To Lam Terpilih untuk Masa Jabatan Kedua Memimpin Vietnam hingga 2030

Pemimpin Tertinggi Vietnam, To Lam
Pemimpin Tertinggi Vietnam, To Lam

Hanoi | EGINDO.co – Pemimpin tertinggi Vietnam, To Lam, diangkat kembali pada hari Jumat (23 Januari) sebagai kepala Partai Komunis yang berkuasa untuk lima tahun ke depan setelah pemungutan suara bulat oleh komite pusatnya, seiring ia berjanji untuk mempercepat pertumbuhan di negara yang bergantung pada ekspor ini.

Di negara satu partai ini, Lam terpilih kembali untuk jabatan paling berpengaruh di negara itu oleh seluruh 180 pejabat partai dari komite yang baru dibentuk pada akhir kongres partai lima tahunan, menurut pengumuman pada kongres partai tersebut.

Dalam pidatonya di hadapan kongres, Lam mengatakan ia akan menjaga persatuan partai dan mengatakan ada tugas-tugas besar di depan.

Reformasi Besar-Besaran

Selama masa jabatannya yang singkat sebagai ketua partai sejak pertengahan 2024, Lam memimpin pertumbuhan pesat yang didukung oleh reformasi besar-besaran yang memberinya dukungan kuat tetapi juga kritik, karena puluhan ribu pegawai negeri kehilangan pekerjaan mereka sementara ia mempromosikan pengambilan keputusan yang lebih cepat dan birokrasi yang lebih sedikit.

Menyadari ketidakpuasan yang ditimbulkan oleh reformasi tersebut, Lam bergerak cepat untuk mengamankan dukungan dari faksi-faksi saingan di dalam partai, termasuk militer yang kuat, menurut para pejabat yang mengetahui proses tersebut.

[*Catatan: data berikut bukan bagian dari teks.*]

use super::*;

use assert_matches::assert_matches;
use rstest::rstest;

#[test]
fn test_field_names() {
    assert_eq!(
        Field::names().collect::<Vec<_>>(),
        vec!["group", "title", "name", "url", "input", "caption"]
    );
    assert_eq!(Field::Url.to_string(), "url");
    assert_eq!(Field::Caption.as_ref(), "caption");
}

#[rstest]
#[case("group", Field::Group)]
#[case("TITLE", Field::Title)]
#[case("Input", Field::Input)]
fn test_field_from_str(#[case] input: &str, #[case] field: Field) {
    assert_eq!(input.parse::<Field>().unwrap(), field);
}

#[test]
fn test_field_from_str_unknown() {
    assert!("channel".parse::<Field>().is_err());
}

#[rstest]
#[case("live", ItemType::Live)]
#[case("VOD", ItemType::Vod)]
#[case("Series", ItemType::Series)]
fn test_item_type_from_str(#[case] input: &str, #[case] value: ItemType) {
    assert_eq!(input.parse::<ItemType>().unwrap(), value);
}

#[test]
fn test_playlist_item_deserialize() {
    let item: PlaylistItem = json::from_str(
        r#"{"group":"Sports","title":"Match","url":"http://x/1.ts","type":"vod","tvg-id":"m1","duration":-1}"#,
    )
    .unwrap();

    assert_eq!(item.get(Field::Group).as_deref(), Some("Sports"));
    assert_eq!(item.get(Field::Title).as_deref(), Some("Match"));
    assert_eq!(item.get(Field::Url).as_deref(), Some("http://x/1.ts"));
    assert_eq!(item.get(Field::Name), None);
    assert_eq!(item.item_type(), Some(ItemType::Vod));
    assert_eq!(item.extra.len(), 2);
    assert_eq!(item.extra["tvg-id"], json::json!("m1"));
}

#[test]
fn test_playlist_item_default_type() {
    let item: PlaylistItem = json::from_str(r#"{"name":"News 24"}"#).unwrap();
    assert_eq!(item.item_type(), Some(ItemType::Live));

    let item: PlaylistItem = json::from_str(r#"{"type":"Series"}"#).unwrap();
    assert_eq!(item.item_type, Some(ItemType::Series));
}

#[test]
fn test_playlist_item_keeps_absent_type() {
    let input = r#"{"name":"News 24","tvg-id":"n24"}"#;
    let item: PlaylistItem = json::from_str(input).unwrap();
    assert_eq!(item.item_type, None);
    assert_eq!(item.item_type(), Some(ItemType::Live));
    assert_eq!(json::to_string(&item).unwrap(), input);

    let item: PlaylistItem = json::from_str(r#"{"group":null,"title":"T"}"#).unwrap();
    assert_eq!(item.get(Field::Group), None);
    assert_eq!(json::to_string(&item).unwrap(), r#"{"title":"T"}"#);
}

#[test]
fn test_playlist_item_unknown_type() {
    let result = json::from_str::<PlaylistItem>(r#"{"type":"radio"}"#);
    assert_matches!(result, Err(_));
    assert!(result.unwrap_err().to_string().contains("unknown variant"));
}

#[test]
fn test_playlist_item_serialize() {
    let item = PlaylistItem::new(ItemType::Series)
        .with(Field::Title, "Show")
        .with(Field::Caption, "S01E01");
    assert_eq!(
        json::to_string(&item).unwrap(),
        r#"{"title":"Show","caption":"S01E01","type":"series"}"#
    );

    let input = r#"{"name":"A","type":"live","x-extra":[1,2]}"#;
    let item: PlaylistItem = json::from_str(input).unwrap();
    assert_eq!(json::to_string(&item).unwrap(), input);
}

#[test]
fn test_record_wrappers() {
    let item = PlaylistItem::new(ItemType::Live).with(Field::Group, "News");

    let boxed = Box::new(item.clone());
    assert_eq!(boxed.get(Field::Group).as_deref(), Some("News"));

    let shared = Arc::new(item.clone());
    assert_eq!(shared.item_type(), Some(ItemType::Live));

    let borrowed = &&item;
    assert_eq!(borrowed.get(Field::Group).as_deref(), Some("News"));
}

#[test]
fn test_filter_mode() {
    assert_eq!(FilterMode::default(), FilterMode::Include);
    assert!(FilterMode::Include.keep(true));
    assert!(!FilterMode::Include.keep(false));
    assert!(!FilterMode::Discard.keep(true));
    assert!(FilterMode::Discard.keep(false));

    assert_eq!("DISCARD".parse::<FilterMode>().unwrap(), FilterMode::Discard);
    assert_eq!(FilterMode::Discard.to_string(), "discard");
}
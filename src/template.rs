//! Named filter fragments.
//!
//! A template is referenced from a filter expression as `!name!`. Template
//! values may reference other templates. Every expansion is wrapped in
//! parentheses so that it behaves as a single operand. Regular expression
//! literals are copied as they are, a `!` inside of them has no special meaning.

// std imports
use std::collections::HashMap;
use std::ops::Range;

// third-party imports
use itertools::Itertools;
use serde::{Deserialize, Serialize};

// local imports
use crate::error::TemplateError;
use crate::xerr::Suggestions;

// ---

const MARKER: char = '!';

/// Template definition as found in the configuration.
#[derive(Clone, Debug, Deserialize, Serialize, PartialEq, Eq)]
pub struct PatternTemplate {
    pub name: String,
    pub value: String,
}

impl PatternTemplate {
    pub fn new(name: impl Into<String>, value: impl Into<String>) -> Self {
        Self {
            name: name.into(),
            value: value.into(),
        }
    }
}

// ---

/// Set of templates with all nested references resolved.
#[derive(Clone, Debug, Default, PartialEq, Eq)]
pub struct Templates {
    resolved: HashMap<String, String>,
}

impl Templates {
    /// Resolves nested references of the given definitions.
    ///
    /// Fails on duplicate names, unknown references and reference cycles.
    pub fn new<'a, I>(definitions: I) -> Result<Self, TemplateError>
    where
        I: IntoIterator<Item = &'a PatternTemplate>,
    {
        let mut raw = HashMap::new();
        for template in definitions {
            if raw.insert(template.name.as_str(), template.value.as_str()).is_some() {
                return Err(TemplateError::Duplicate {
                    name: template.name.clone(),
                });
            }
        }

        let mut resolver = Resolver {
            raw: &raw,
            resolved: HashMap::new(),
            stack: Vec::new(),
        };
        let mut names: Vec<_> = raw.keys().copied().collect();
        names.sort_unstable();
        for name in names {
            resolver.resolve(name)?;
        }

        log::debug!("resolved {} template(s)", resolver.resolved.len());
        Ok(Self {
            resolved: resolver.resolved,
        })
    }

    pub fn is_empty(&self) -> bool {
        self.resolved.is_empty()
    }

    pub fn len(&self) -> usize {
        self.resolved.len()
    }

    /// Returns the fully expanded value of a template.
    pub fn get(&self, name: &str) -> Option<&str> {
        self.resolved.get(name).map(String::as_str)
    }

    /// Replaces every template reference in the filter expression with its value.
    pub fn expand(&self, text: &str) -> Result<String, TemplateError> {
        Ok(self.expand_mapped(text)?.text)
    }

    /// Same as [`Templates::expand`] but also keeps track of where each reference was,
    /// so that offsets in the expanded text can be traced back to the original one.
    pub fn expand_mapped(&self, text: &str) -> Result<Expansion, TemplateError> {
        let unknown = |name: &str| TemplateError::Unknown {
            name: name.to_owned(),
            suggestions: Suggestions::new(name, self.resolved.keys().sorted()),
        };

        substitute(text, |name| self.get(name).map(str::to_owned).ok_or_else(|| unknown(name)))
    }
}

// ---

/// Filter expression with all template references replaced.
#[derive(Clone, Debug, Default, PartialEq, Eq)]
pub struct Expansion {
    text: String,
    spans: Vec<Span>,
}

impl Expansion {
    pub fn text(&self) -> &str {
        &self.text
    }

    pub fn into_text(self) -> String {
        self.text
    }

    /// Translates a byte offset in the expanded text into an offset in the original text.
    ///
    /// An offset inside of an expanded reference points at the reference itself.
    pub fn source_offset(&self, offset: usize) -> usize {
        let mut last = None;
        for span in &self.spans {
            if offset < span.output.start {
                break;
            }
            if offset < span.output.end {
                return span.input.start;
            }
            last = Some(span);
        }

        match last {
            Some(span) => offset - span.output.end + span.input.end,
            None => offset,
        }
    }
}

/// Location of a single reference before and after expansion.
#[derive(Clone, Debug, PartialEq, Eq)]
struct Span {
    input: Range<usize>,
    output: Range<usize>,
}

// ---

struct Resolver<'a> {
    raw: &'a HashMap<&'a str, &'a str>,
    resolved: HashMap<String, String>,
    stack: Vec<&'a str>,
}

impl<'a> Resolver<'a> {
    fn resolve(&mut self, name: &'a str) -> Result<String, TemplateError> {
        if let Some(value) = self.resolved.get(name) {
            return Ok(value.clone());
        }

        if let Some(pos) = self.stack.iter().position(|&x| x == name) {
            let mut chain: Vec<String> = self.stack[pos..].iter().map(|&x| x.to_owned()).collect();
            chain.push(name.to_owned());
            return Err(TemplateError::Cycle { chain });
        }

        let Some((&key, &value)) = self.raw.get_key_value(name) else {
            return Err(TemplateError::Unknown {
                name: name.to_owned(),
                suggestions: Suggestions::new(name, self.raw.keys().sorted()),
            });
        };

        self.stack.push(key);
        let result = substitute(value, |reference| {
            let key = self.raw.get_key_value(reference).map(|(&key, _)| key);
            match key {
                Some(key) => self.resolve(key),
                None => Err(TemplateError::Unknown {
                    name: reference.to_owned(),
                    suggestions: Suggestions::new(reference, self.raw.keys().sorted()),
                }),
            }
        });
        self.stack.pop();

        let value = result?.text;
        self.resolved.insert(key.to_owned(), value.clone());
        Ok(value)
    }
}

// ---

/// Scans a filter expression and replaces references outside of regular
/// expression literals using `lookup`.
fn substitute<F>(text: &str, mut lookup: F) -> Result<Expansion, TemplateError>
where
    F: FnMut(&str) -> Result<String, TemplateError>,
{
    let mut result = String::with_capacity(text.len());
    let mut spans = Vec::new();
    let mut chars = text.char_indices().peekable();
    let mut in_literal = false;

    while let Some((pos, c)) = chars.next() {
        if in_literal {
            result.push(c);
            match c {
                '\\' => {
                    if let Some(&(_, '"')) = chars.peek() {
                        result.push('"');
                        chars.next();
                    }
                }
                '"' => in_literal = false,
                _ => {}
            }
            continue;
        }

        match c {
            '"' => {
                in_literal = true;
                result.push(c);
            }
            MARKER => {
                let start = pos + c.len_utf8();
                let len = text[start..]
                    .find(|c: char| !is_name_char(c))
                    .unwrap_or(text.len() - start);
                if len == 0 || !text[start + len..].starts_with(MARKER) {
                    return Err(TemplateError::Unterminated { offset: pos });
                }

                let name = &text[start..start + len];
                let output_start = result.len();
                result.push('(');
                result.push_str(&lookup(name)?);
                result.push(')');
                spans.push(Span {
                    input: pos..start + len + MARKER.len_utf8(),
                    output: output_start..result.len(),
                });

                // skip the name and the closing marker
                for _ in 0..name.chars().count() + 1 {
                    chars.next();
                }
            }
            _ => result.push(c),
        }
    }

    Ok(Expansion { text: result, spans })
}

fn is_name_char(c: char) -> bool {
    c.is_ascii_alphanumeric() || c == '_'
}
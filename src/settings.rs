// std imports
use std::include_str;
use std::path::PathBuf;

// third-party imports
use config::{Config, File, FileFormat};
use serde::Deserialize;

// local imports
use crate::error::{Result, TemplateError};
use crate::model::FilterMode;
use crate::template::{PatternTemplate, Templates};

// ---

static DEFAULT_SETTINGS: &str = include_str!("../etc/defaults/config.yaml");

// ---

#[derive(Debug, Clone, Deserialize, PartialEq)]
#[serde(rename_all = "kebab-case")]
pub struct Settings {
    pub mode: FilterMode,
    #[serde(default)]
    pub templates: Vec<PatternTemplate>,
}

impl Settings {
    /// Loads the embedded defaults overridden by the given sources in order.
    pub fn load<I>(sources: I) -> Result<Self>
    where
        I: IntoIterator<Item = Source>,
    {
        let mut builder = Config::builder().add_source(File::from_str(DEFAULT_SETTINGS, FileFormat::Yaml));
        for source in sources {
            match source {
                Source::File(file) => {
                    log::debug!("loading settings from {:?}", file.path);
                    builder = builder.add_source(File::from(file.path).required(file.required));
                }
                Source::Str(text, format) => {
                    builder = builder.add_source(File::from_str(&text, format));
                }
            }
        }

        Ok(builder.build()?.try_deserialize()?)
    }

    /// Resolves the configured templates.
    pub fn templates(&self) -> Result<Templates, TemplateError> {
        Templates::new(&self.templates)
    }
}

impl Default for Settings {
    fn default() -> Self {
        Config::builder()
            .add_source(File::from_str(DEFAULT_SETTINGS, FileFormat::Yaml))
            .build()
            .unwrap()
            .try_deserialize()
            .unwrap()
    }
}

// ---

/// Source of settings layered on top of the defaults.
#[derive(Debug, Clone)]
pub enum Source {
    File(SourceFile),
    Str(String, FileFormat),
}

impl From<SourceFile> for Source {
    fn from(file: SourceFile) -> Self {
        Self::File(file)
    }
}

#[derive(Debug, Clone)]
pub struct SourceFile {
    pub path: PathBuf,
    pub required: bool,
}

impl SourceFile {
    pub fn new(path: impl Into<PathBuf>) -> Self {
        Self {
            path: path.into(),
            required: true,
        }
    }

    pub fn required(self, required: bool) -> Self {
        Self { required, ..self }
    }
}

Ketika kekhawatiran meningkat tentang rencananya untuk memperkuat konglomerat swasta dengan mengorbankan perusahaan milik negara, Lam mengeluarkan arahan menjelang kongres partai yang menggarisbawahi “peran utama” perusahaan negara, yang meliputi perusahaan telekomunikasi dan pertahanan raksasa yang dikendalikan militer, Viettel.

“Biasanya ia mempersiapkan langkah-langkahnya dengan sangat teliti,” kata Le Hong Hiep, peneliti senior di Institut Yusof Ishak ISEAS, seraya mencatat bahwa Lam, sebagai menteri keamanan negara, bermanuver dengan lihai untuk mencapai puncak sistem politik Vietnam pada tahun 2024 ketika pendahulunya, Nguyen Phu Trong, menghadapi masalah kesehatan yang berkepanjangan.

Terpilihnya kembali Lam sebagai ketua partai mengirimkan pesan yang meyakinkan kepada investor asing yang secara teratur menyebut stabilitas politik sebagai faktor kunci daya tarik Vietnam.

Lam, 68 tahun, juga berupaya menjadi presiden, dengan keputusan yang diharapkan akan diumumkan kemudian.

Namun Hiep memperingatkan bahwa upaya Lam untuk menggabungkan dua peran puncak tersebut – sebuah sistem yang menyerupai model di bawah Xi Jinping di negara tetangga Tiongkok – “dapat menimbulkan risiko bagi sistem politik Vietnam”, yang secara tradisional bergantung pada kepemimpinan kolektif dan pengawasan internal.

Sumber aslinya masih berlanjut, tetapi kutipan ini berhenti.